Con el tiempo, la obra de Darger recorrió su camino, conquistó el corazón de los coleccionistas apasionados y acabó por alcanzar el mercado. Franqueó los sucesivos umbrales del reconocimiento, primero con el salvoconducto del art brut, hasta que se integró en el arte contemporáneo; la prueba está en que puede contemplarse en las paredes de los Museos de Arte Moderno de París y Nueva York. Y menos mal, ya que la etiqueta de art brut, como todas las etiquetas, acaba siendo una categoría tan volátil que tanto describe una cosa como su contraria. Desde Dubuffet, sus seguidores arrojan ahí dentro, indistintamente, a autodidactas, pirados y otros tipos raros; los anglosajones han compensado este exceso reagrupando bajo la bandera de outside art a los marginales y el arte popular, lo que tampoco aclara demasiado, ya que a fin de cuentas hay tantas particularidades como individuos. Y sin embargo algo hemos de agradecer a las categorías, ya que gracias a ellas Darger ha llegado hasta nosotros.

En efecto, el sigiloso Darger, bedel de día y pintor y polígrafo de noche, escribió a partir de la década de 1910 y a lo largo de 20 años los sucesivos capítulos de una obra de 15.000 páginas que relatan la Historia de las Vivian Girls, en lo que se conoce como los Reinos de lo Irreal y de la Guerra glandeco-angeliniana causada por la revolución de los niños esclavos. Su escritura se vio expandida en la pintura; hacia los años 30, no solamente retomará los acontecimientos de la guerra atroz sino que se emancipará a la vez de la matriz inicial, dirigiéndose a horizontes menos catastróficos pero amenazantes en cualquier caso. El conflicto enfrenta a las naciones católicas, Abbeiannia, Calverinia y Angelinia, contra Glandelinia, la nación atea que ha sometido a los niños. Dada la fecha de su redacción, es posible encontrar ecos del delirio carnicero que poseyó al Viejo Continente durante la Gran Guerra.

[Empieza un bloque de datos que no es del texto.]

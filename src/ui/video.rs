//! Draws the stage: grid cards, the inline container with its shadow, the
//! fullscreen backdrop, and the shared surface wherever it currently lives.
//!
//! The surface is sampled through its full geometry (centre, bounds,
//! rotation), so a mid-flight frame on the transition layer renders as the
//! tilted, resized picture it is.

use std::f64::consts::TAU;
use std::time::Duration;

use image::{Rgb, RgbImage};
use ratatui::buffer::Buffer;
use ratatui::layout::Rect;
use ratatui::widgets::Widget;

use super::canvas::Canvas;
use super::grid::GridLayout;
use super::layout::{pixel_center, pixel_span, POINTS_PER_ROW};
use super::theme::Theme;
use crate::core::geometry::Frame;
use crate::core::stage::{Space, Stage};
use crate::core::surface::{HostId, SurfaceGeometry};

// ───────────────────────────────────────── test card ─────────

/// Synthetic picture standing in for decoded video: colour bars, a grey
/// ramp and a marker that sweeps with the playback clock.
pub struct TestCard;

impl TestCard {
    pub const WIDTH: u32 = 128;
    pub const HEIGHT: u32 = 72;
    const SWEEP: Duration = Duration::from_secs(4);

    const BARS: [Rgb<u8>; 7] = [
        Rgb([192, 192, 192]),
        Rgb([192, 192, 0]),
        Rgb([0, 192, 192]),
        Rgb([0, 192, 0]),
        Rgb([192, 0, 192]),
        Rgb([192, 0, 0]),
        Rgb([0, 0, 192]),
    ];

    pub fn frame(clock: Duration) -> RgbImage {
        let phase = (clock.as_secs_f64() / Self::SWEEP.as_secs_f64()).fract();
        // Marker travels left → right → left.
        let marker_x = ((1.0 - (phase * TAU).cos()) / 2.0 * f64::from(Self::WIDTH - 8)) as u32;
        let bars_bottom = Self::HEIGHT * 2 / 3;

        RgbImage::from_fn(Self::WIDTH, Self::HEIGHT, |x, y| {
            if y < bars_bottom {
                let bar = (x * Self::BARS.len() as u32 / Self::WIDTH) as usize;
                Self::BARS[bar.min(Self::BARS.len() - 1)]
            } else if (marker_x..marker_x + 8).contains(&x) && y >= Self::HEIGHT - 12 {
                Rgb([255, 255, 255])
            } else {
                let level = (x * 255 / (Self::WIDTH - 1)) as u8;
                Rgb([level, level, level])
            }
        })
    }
}

/// Paint `picture` mapped onto `geometry` (stage points).
pub fn paint_surface(canvas: &mut Canvas, geometry: &SurfaceGeometry, picture: &RgbImage) {
    let size = geometry.size;
    if size.width <= 0.0 || size.height <= 0.0 || picture.width() == 0 || picture.height() == 0 {
        return;
    }
    let bounds = geometry.frame();
    let (sin, cos) = geometry.rotation.sin_cos();
    let (x0, x1) = pixel_span(bounds.x, bounds.max_x(), canvas.width());
    let (y0, y1) = pixel_span(bounds.y, bounds.max_y(), canvas.height());

    for y in y0..y1 {
        for x in x0..x1 {
            let p = pixel_center(x, y);
            let dx = p.x - geometry.center.x;
            let dy = p.y - geometry.center.y;
            // Undo the clockwise rotation to get picture-local coordinates.
            let u = (dx * cos + dy * sin) / size.width + 0.5;
            let v = (-dx * sin + dy * cos) / size.height + 0.5;
            if !(0.0..1.0).contains(&u) || !(0.0..1.0).contains(&v) {
                continue;
            }
            let sx = ((u * f64::from(picture.width())) as u32).min(picture.width() - 1);
            let sy = ((v * f64::from(picture.height())) as u32).min(picture.height() - 1);
            canvas.put(x, y, *picture.get_pixel(sx, sy));
        }
    }
}

// ───────────────────────────────────────── stage widget ──────

pub struct StageView<'a> {
    stage: &'a Stage,
    grid: &'a GridLayout,
    /// Stage y of the grid's top edge.
    content_top: f64,
    picture: &'a RgbImage,
}

impl<'a> StageView<'a> {
    pub fn new(stage: &'a Stage, grid: &'a GridLayout, content_top: f64, picture: &'a RgbImage) -> Self {
        Self {
            stage,
            grid,
            content_top,
            picture,
        }
    }
}

impl Widget for StageView<'_> {
    fn render(self, area: Rect, buf: &mut Buffer) {
        if area.width == 0 || area.height == 0 {
            return;
        }
        let viewport_height = f64::from(area.height) * POINTS_PER_ROW;
        let mut canvas = Canvas::new(area, Theme::BACKGROUND);

        self.grid.paint(&mut canvas, self.content_top, viewport_height);

        // The inline container stays on screen whoever owns the surface.
        let inline = &self.stage.inline;
        let container = inline.on_screen_frame();
        let shadow = inline.shadow();
        let shadow_frame = Frame::new(
            container.x + shadow.offset.x,
            container.y + shadow.offset.y,
            container.width,
            container.height,
        );
        canvas.shadow(shadow_frame, shadow.opacity, shadow.radius, Theme::SHADOW);
        canvas.fill_frame(container, Theme::PLACEHOLDER);

        let backdrop = self
            .stage
            .fullscreen
            .as_ref()
            .filter(|fullscreen| !fullscreen.is_hidden())
            .map_or(0.0, |fullscreen| fullscreen.alpha());
        canvas.wash(Theme::BACKDROP, backdrop);

        let surface = self.stage.surface_geometry_in(Space::Window);
        paint_surface(&mut canvas, &surface, self.picture);

        canvas.flush(area, buf);

        // Labels only while the grid is plainly visible.
        if backdrop <= 0.0 {
            let mut occluded = vec![self.stage.surface_frame_in(Space::Window)];
            if self.stage.owner() == HostId::Inline {
                let r = shadow.radius;
                occluded.push(Frame::new(
                    container.x - r,
                    container.y - r,
                    container.width + 2.0 * r,
                    container.height + 2.0 * r + shadow.offset.y,
                ));
            } else {
                occluded.push(container);
            }
            self.grid.render_labels(area, buf, self.content_top, &occluded);
        }
    }
}
//! Maps key and mouse events to state mutations.
//!
//! A "tap" on the inline video is a left click inside its on-screen
//! rectangle or the expand binding; a tap on the fullscreen presentation is
//! a left click anywhere or the dismiss binding.

use crossterm::event::{KeyCode, KeyEvent, KeyEventKind, KeyModifiers, MouseButton, MouseEvent, MouseEventKind};

use crate::config::Action;
use crate::ui::layout::cell_to_point;

use super::state::AppState;

/// Process a key event.
pub fn handle_key(state: &mut AppState, key: KeyEvent) {
    if key.kind != KeyEventKind::Press {
        return;
    }
    // Ctrl+c always quits.
    if key.modifiers.contains(KeyModifiers::CONTROL) && key.code == KeyCode::Char('c') {
        state.should_quit = true;
        return;
    }

    let Some(action) = state.config.match_key(key) else {
        return;
    };
    state.status_message = None;
    let step = state.config.scroll_step;
    match action {
        Action::ScrollUp => state.scroll_by(-step),
        Action::ScrollDown => state.scroll_by(step),
        Action::PageUp => state.scroll_by(-state.page_height()),
        Action::PageDown => state.scroll_by(state.page_height()),
        Action::Expand => state.expand(),
        Action::Dismiss => state.dismiss(),
        Action::Quit => state.should_quit = true,
    }
}

/// Process a mouse event.
pub fn handle_mouse(state: &mut AppState, mouse: MouseEvent) {
    let step = state.config.scroll_step;
    match mouse.kind {
        MouseEventKind::ScrollUp => state.scroll_by(-step),
        MouseEventKind::ScrollDown => state.scroll_by(step),
        MouseEventKind::Down(MouseButton::Left) => {
            let Some(point) = cell_to_point(state.stage_area, mouse.column, mouse.row) else {
                return;
            };
            if state.fullscreen_visible() {
                if state.stage.fullscreen.as_ref().is_some_and(|f| f.contains(point)) {
                    state.dismiss();
                }
            } else if state.stage.inline.contains(point) {
                state.expand();
            }
        }
        _ => {}
    }
}

#[cfg(test)]
mod tests {
    use std::time::Duration;

    use ratatui::layout::Rect;
    use tokio::sync::mpsc;

    use super::*;
    use crate::config::AppConfig;
    use crate::core::transition::TransitionState;

    fn state() -> AppState {
        let (tx, _rx) = mpsc::unbounded_channel();
        AppState::new(AppConfig::default(), Rect::new(0, 0, 80, 24), tx)
    }

    fn press(code: KeyCode) -> KeyEvent {
        KeyEvent::new(code, KeyModifiers::NONE)
    }

    fn click(column: u16, row: u16) -> MouseEvent {
        MouseEvent {
            kind: MouseEventKind::Down(MouseButton::Left),
            column,
            row,
            modifiers: KeyModifiers::NONE,
        }
    }

    fn settle(state: &mut AppState) {
        for _ in 0..120 {
            state.tick(Duration::from_micros(16_667));
        }
    }

    #[test]
    fn click_on_video_expands_and_click_again_dismisses() {
        let mut s = state();
        // Row 0 is the title line; the stage starts on row 1.
        handle_mouse(&mut s, click(10, 2));
        assert_eq!(s.transition_state(), TransitionState::Presenting);
        settle(&mut s);
        assert_eq!(s.transition_state(), TransitionState::Presented);

        handle_mouse(&mut s, click(70, 20));
        assert_eq!(s.transition_state(), TransitionState::Dismissing);
    }

    #[test]
    fn clicks_off_the_video_do_nothing() {
        let mut s = state();
        // Title and status lines.
        handle_mouse(&mut s, click(10, 0));
        handle_mouse(&mut s, click(10, 23));
        assert_eq!(s.transition_state(), TransitionState::Idle);

        // Shrink the video into the corner, then click the grid beside it.
        s.scroll_by(s.stage.inline.full_height());
        settle(&mut s);
        handle_mouse(&mut s, click(60, 15));
        assert_eq!(s.transition_state(), TransitionState::Idle);
        handle_mouse(&mut s, click(10, 3));
        assert_eq!(s.transition_state(), TransitionState::Presenting);
    }

    #[test]
    fn keys_drive_scroll_and_transitions() {
        let mut s = state();
        handle_key(&mut s, press(KeyCode::Down));
        assert_eq!(s.scroll.target(), s.config.scroll_step);

        handle_key(&mut s, press(KeyCode::Enter));
        assert_eq!(s.transition_state(), TransitionState::Presenting);
        // A second expand while presenting is rejected.
        handle_key(&mut s, press(KeyCode::Enter));
        assert_eq!(s.transition_state(), TransitionState::Presenting);

        handle_key(&mut s, press(KeyCode::Char('q')));
        assert!(s.should_quit);
    }

    #[test]
    fn wheel_scrolls() {
        let mut s = state();
        let mut wheel = click(10, 10);
        wheel.kind = MouseEventKind::ScrollDown;
        handle_mouse(&mut s, wheel);
        handle_mouse(&mut s, wheel);
        assert_eq!(s.scroll.target(), 2.0 * s.config.scroll_step);
    }
}
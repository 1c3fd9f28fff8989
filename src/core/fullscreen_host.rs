//! Full-screen presentation.  Defines the static rotated, screen-filling
//! layout and keeps the surface on it across size changes.  It never
//! animates; the coordinator owns all motion.

use super::geometry::{Frame, Placement, Point, Size, QUARTER_TURN};
use super::surface::{HostId, SharedVideoSurface, SurfaceGeometry};

/// Hand-off from the fullscreen presentation back to the coordinator.
#[derive(Debug, Clone, Copy, PartialEq, Eq)]
pub struct DismissRequest {
    _private: (),
}

#[derive(Debug, Clone)]
pub struct FullscreenHost {
    screen: Size,
    /// Backdrop opacity in `[0, 1]`.
    alpha: f64,
    hidden: bool,
}

impl FullscreenHost {
    pub fn new(screen: Size) -> Self {
        Self {
            screen,
            alpha: 1.0,
            hidden: false,
        }
    }

    /// Surface layout: bounds are the screen transposed, centred, then turned
    /// a quarter so a landscape picture fills a portrait screen.
    pub fn rotated_layout(&self) -> SurfaceGeometry {
        let screen = Frame::from_size(self.screen);
        SurfaceGeometry::new(screen.center(), self.screen.transposed(), QUARTER_TURN)
    }

    /// Take ownership of the surface at the rotated layout.
    pub fn take_over(&self, surface: &mut SharedVideoSurface) {
        surface.attach(HostId::Fullscreen, self.rotated_layout());
    }

    /// Screen size changed; re-apply the layout if the surface is ours.
    pub fn on_size_change(&mut self, screen: Size, surface: &mut SharedVideoSurface) {
        self.screen = screen;
        if surface.is_attached_to(HostId::Fullscreen) {
            self.take_over(surface);
        }
    }

    pub fn dismiss_request(&self) -> DismissRequest {
        DismissRequest { _private: () }
    }

    pub fn set_alpha(&mut self, alpha: f64) {
        self.alpha = alpha.clamp(0.0, 1.0);
    }

    pub fn alpha(&self) -> f64 {
        self.alpha
    }

    pub fn hide(&mut self) {
        self.hidden = true;
    }

    pub fn unhide(&mut self) {
        self.hidden = false;
    }

    pub fn is_hidden(&self) -> bool {
        self.hidden
    }

    #[cfg(test)]
    pub fn screen(&self) -> Size {
        self.screen
    }

    /// Covers the window from its origin, untransformed.
    pub fn placement(&self) -> Placement {
        Placement::new(Frame::from_size(self.screen), Default::default())
    }

    pub fn contains(&self, p: Point) -> bool {
        Frame::from_size(self.screen).contains(p)
    }
}
//! The embedded container that normally owns the video surface.
//!
//! Scroll ticks only ever touch this container's own transform and shadow;
//! the surface fills the container at identity, so the shrink is authored in
//! one place and scroll handling is safe whichever host owns the surface.

use super::geometry::{
    shadow_for, transform_for, Frame, ParallaxStyle, Placement, Point, ScrollProgress, Shadow, Transform,
    INLINE_ASPECT,
};
use super::surface::{HostId, SharedVideoSurface};

/// Hand-off from the inline container to the transition coordinator.
#[derive(Debug, Clone, Copy, PartialEq)]
pub struct ExpandRequest {
    /// Window-space rectangle the container currently occupies on screen,
    /// scroll shrink included.
    pub source_frame: Frame,
}

#[derive(Debug, Clone)]
pub struct InlineHost {
    /// Laid-out frame in window space, before the cosmetic transform.
    frame: Frame,
    style: ParallaxStyle,
    /// Last scroll sample `(offset, inset_top)`.
    scroll: (f64, f64),
    transform: Transform,
    shadow: Shadow,
}

impl InlineHost {
    /// A container whose top-left corner sits at `origin` in window space.
    /// It has no size until the first [`InlineHost::on_layout_change`].
    pub fn new(origin: Point, style: ParallaxStyle) -> Self {
        Self {
            frame: Frame::new(origin.x, origin.y, 0.0, 0.0),
            style,
            scroll: (0.0, 0.0),
            transform: Transform::IDENTITY,
            shadow: shadow_for(ScrollProgress::ZERO),
        }
    }

    /// Width changed: resize to the fixed 16:9 aspect and return the new full
    /// height, which the scroll source uses as its top inset.
    ///
    /// If the surface is parked here its frame is snapped to the new bounds.
    /// While a transition is in flight the surface lives on the transition
    /// layer, so that case is excluded by the ownership check.
    pub fn on_layout_change(&mut self, width: f64, surface: &mut SharedVideoSurface) -> f64 {
        let width = width.max(0.0);
        self.frame.width = width;
        self.frame.height = width * INLINE_ASPECT;
        let (offset, inset) = self.scroll;
        self.apply_scroll(offset, inset);
        if surface.is_attached_to(HostId::Inline) {
            surface.attach(HostId::Inline, self.bounds());
        }
        tracing::debug!(width, full_height = self.frame.height, "inline layout");
        self.frame.height
    }

    /// Scroll tick: recompute progress and restyle the container.
    pub fn on_scroll(&mut self, offset: f64, inset_top: f64) {
        self.scroll = (offset, inset_top);
        if self.full_height() <= 0.0 {
            return;
        }
        self.apply_scroll(offset, inset_top);
    }

    fn apply_scroll(&mut self, offset: f64, inset_top: f64) {
        let progress = ScrollProgress::from_scroll(offset, inset_top, self.full_height());
        self.transform = transform_for(progress, self.frame.size(), &self.style);
        self.shadow = shadow_for(progress);
    }

    /// Re-adopt the surface at the container's bounds, upright and untransformed.
    pub fn adopt(&self, surface: &mut SharedVideoSurface) {
        surface.attach(HostId::Inline, self.bounds());
    }

    /// Snapshot the live on-screen rectangle for an expand.
    ///
    /// While the surface is parked here this is the surface's own frame
    /// carried through the container transform, so expanding from a partly
    /// shrunk container starts exactly where the user sees it.
    pub fn expand_request(&self, surface: &SharedVideoSurface) -> ExpandRequest {
        let source_frame = if surface.is_attached_to(HostId::Inline) {
            surface.current_frame_in(&self.placement(), &Placement::WINDOW)
        } else {
            self.on_screen_frame()
        };
        ExpandRequest { source_frame }
    }

    /// Where the container appears in window space right now.
    pub fn on_screen_frame(&self) -> Frame {
        self.transform.apply(self.frame)
    }

    #[cfg(test)]
    pub fn progress(&self) -> ScrollProgress {
        let (offset, inset) = self.scroll;
        ScrollProgress::from_scroll(offset, inset, self.full_height())
    }

    pub fn full_height(&self) -> f64 {
        self.frame.height
    }

    /// Local bounds, which are the surface's frame while parked here.
    pub fn bounds(&self) -> Frame {
        Frame::from_size(self.frame.size())
    }

    #[cfg(test)]
    pub fn transform(&self) -> Transform {
        self.transform
    }

    pub fn shadow(&self) -> Shadow {
        self.shadow
    }

    pub fn placement(&self) -> Placement {
        Placement::new(self.frame, self.transform)
    }

    pub fn contains(&self, p: Point) -> bool {
        self.on_screen_frame().contains(p)
    }
}
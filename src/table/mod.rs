//! The character ↔ code bijection and its integrity rules.

pub mod builder;
pub mod store;

pub use builder::{build_mapping, BuildError, Strategy};
pub use store::StoreError;

use std::collections::{HashMap, HashSet};

use serde::{Deserialize, Serialize};

use crate::codespace::{self, ESCAPE_MARKER};

/// One row of the mapping artifact.
#[derive(Debug, Clone, PartialEq, Eq, Serialize, Deserialize)]
pub struct MappingRecord {
    pub character: char,
    pub code: String,
    pub frequency_rank: u32,
}

/// A structural violation in a built or loaded table. The table is rejected
/// wholesale; no partially valid table is ever returned.
#[derive(Debug, PartialEq, Eq, thiserror::Error)]
pub enum IntegrityError {
    #[error("duplicate character in table: {0:?}")]
    DuplicateCharacter(char),

    #[error("duplicate code in table: {0:?}")]
    DuplicateCode(String),

    #[error("code violates the case shape: {0:?}")]
    MalformedCode(String),

    #[error("code collides with the escape marker: {0:?}")]
    EscapeCollision(String),
}

/// Immutable bijection between source characters and codes.
///
/// Built once, then shared read-only; every lookup structure is computed at
/// construction so the codec never mutates it.
#[derive(Debug)]
pub struct MappingTable {
    records: Vec<MappingRecord>,
    to_code: HashMap<char, usize>,
    to_char: HashMap<String, char>,
    /// Declared code lengths per initial letter, sorted descending; the
    /// order `from_latin` tries matches in.
    lengths_by_initial: [Vec<usize>; 26],
    max_code_length: usize,
}

impl MappingTable {
    /// Validate a record set and index it. Runs for every construction
    /// path, including artifact loads.
    pub fn from_records(records: Vec<MappingRecord>) -> Result<Self, IntegrityError> {
        validate(&records)?;

        let mut to_code = HashMap::with_capacity(records.len());
        let mut to_char = HashMap::with_capacity(records.len());
        let mut lengths_by_initial: [Vec<usize>; 26] = std::array::from_fn(|_| Vec::new());
        let mut max_code_length = 0;

        for (idx, record) in records.iter().enumerate() {
            to_code.insert(record.character, idx);
            to_char.insert(record.code.clone(), record.character);

            let initial = record.code.as_bytes()[0] - b'A';
            let len = record.code.len();
            lengths_by_initial[initial as usize].push(len);
            max_code_length = max_code_length.max(len);
        }

        for lengths in &mut lengths_by_initial {
            lengths.sort_unstable_by(|a, b| b.cmp(a));
            lengths.dedup();
        }

        Ok(Self {
            records,
            to_code,
            to_char,
            lengths_by_initial,
            max_code_length,
        })
    }

    pub fn code_for(&self, character: char) -> Option<&str> {
        self.to_code
            .get(&character)
            .map(|&idx| self.records[idx].code.as_str())
    }

    pub fn char_for(&self, code: &str) -> Option<char> {
        self.to_char.get(code).copied()
    }

    /// Code lengths declared for codes starting with `initial`, longest
    /// first. Empty when no code starts with that letter.
    pub fn declared_lengths(&self, initial: char) -> &[usize] {
        debug_assert!(initial.is_ascii_uppercase());
        &self.lengths_by_initial[(initial as u8 - b'A') as usize]
    }

    pub fn max_code_length(&self) -> usize {
        self.max_code_length
    }

    pub fn records(&self) -> &[MappingRecord] {
        &self.records
    }

    pub fn len(&self) -> usize {
        self.records.len()
    }

    pub fn is_empty(&self) -> bool {
        self.records.is_empty()
    }
}

/// Enforce the table invariants: injectivity both directions, case shape,
/// no collision with the escape marker.
pub(crate) fn validate(records: &[MappingRecord]) -> Result<(), IntegrityError> {
    let mut seen_chars = HashSet::with_capacity(records.len());
    let mut seen_codes = HashSet::with_capacity(records.len());

    for record in records {
        if record.code.contains(ESCAPE_MARKER) {
            return Err(IntegrityError::EscapeCollision(record.code.clone()));
        }
        if !codespace::is_well_formed(&record.code) {
            return Err(IntegrityError::MalformedCode(record.code.clone()));
        }
        if !seen_chars.insert(record.character) {
            return Err(IntegrityError::DuplicateCharacter(record.character));
        }
        if !seen_codes.insert(record.code.as_str()) {
            return Err(IntegrityError::DuplicateCode(record.code.clone()));
        }
    }
    Ok(())
}
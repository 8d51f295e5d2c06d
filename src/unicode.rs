//! Character-level classification for the Latin code stream.

use crate::codespace::ESCAPE_MARKER;

/// Uppercase ASCII letter: starts a code in a Latin stream.
pub fn is_code_head(c: char) -> bool {
    c.is_ascii_uppercase()
}

/// Lowercase ASCII letter: continues a code.
pub fn is_code_tail(c: char) -> bool {
    c.is_ascii_lowercase()
}

/// ASCII that may appear bare in Latin output: digits, punctuation, space
/// and line whitespace. Letters are excluded (a bare letter could start or
/// extend a code), and so is the escape marker.
pub fn is_bare_passthrough(c: char) -> bool {
    matches!(c, ' ' | '\t' | '\r' | '\n') || c.is_ascii_digit() || c.is_ascii_punctuation()
}

/// Characters the encoder escapes literally rather than by code point:
/// ASCII letters and the escape marker itself.
pub fn needs_literal_escape(c: char) -> bool {
    c.is_ascii_alphabetic() || c == ESCAPE_MARKER
}

#[cfg(test)]
mod tests {
    use super::*;

    #[test]
    fn test_classification() {
        assert!(is_code_head('A'));
        assert!(!is_code_head('a'));
        assert!(is_code_tail('z'));
        assert!(!is_code_tail('Z'));
        assert!(is_bare_passthrough('7'));
        assert!(is_bare_passthrough('.'));
        assert!(is_bare_passthrough(' '));
        assert!(is_bare_passthrough('\n'));
        assert!(!is_bare_passthrough('x'));
        assert!(!is_bare_passthrough('་'));
        assert!(needs_literal_escape('Q'));
        assert!(needs_literal_escape('q'));
        assert!(needs_literal_escape(ESCAPE_MARKER));
        assert!(!needs_literal_escape('3'));
    }
}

Darger también sucumbió al embrujo de la guerra de Secesión, que vio a los confederados, partisanos de la esclavitud, luchar contra los partidarios de la Unión. Por cierto, los glandelinos, como horripilantes esclavistas que son, visten uniforme gris con botonadura doble, como los sudistas. Las siete Vivian Girls, princesas de Abbeiannia, tienen precisamente la misión de acabar con la esclavitud de los niños y poner fin al cruel reinado de los glandelinos, tan aficionados a las evisceraciones y a todo tipo de torturas infligidas a los niños. En medio de esta batalla general, las siete mensajeras se convierten en espías, en heroicas estrategas, en virtuosas de las armas de fuego que desbaratan una y otra vez las trampas de sus enemigos con la fuerza de sus diez años. Tanto en sus libros como en sus dibujos, Darger describe un mundo belicoso atravesado por el riesgo, sometido a gran tensión, expuesto a diversos peligros, consagrado obsesivamente a la oposición entre los adultos y los niños. Estamos lejos, muy lejos de una visión inocente de la infancia, de la ñoñería acidulada de las viñetas de la época, y todavía más de la fantasía asociada al universo del Mago de Oz en los catorces libros que se publicaron entre 1901 y 1914, aunque Darger se inspiró, si bien libremente, en ellos.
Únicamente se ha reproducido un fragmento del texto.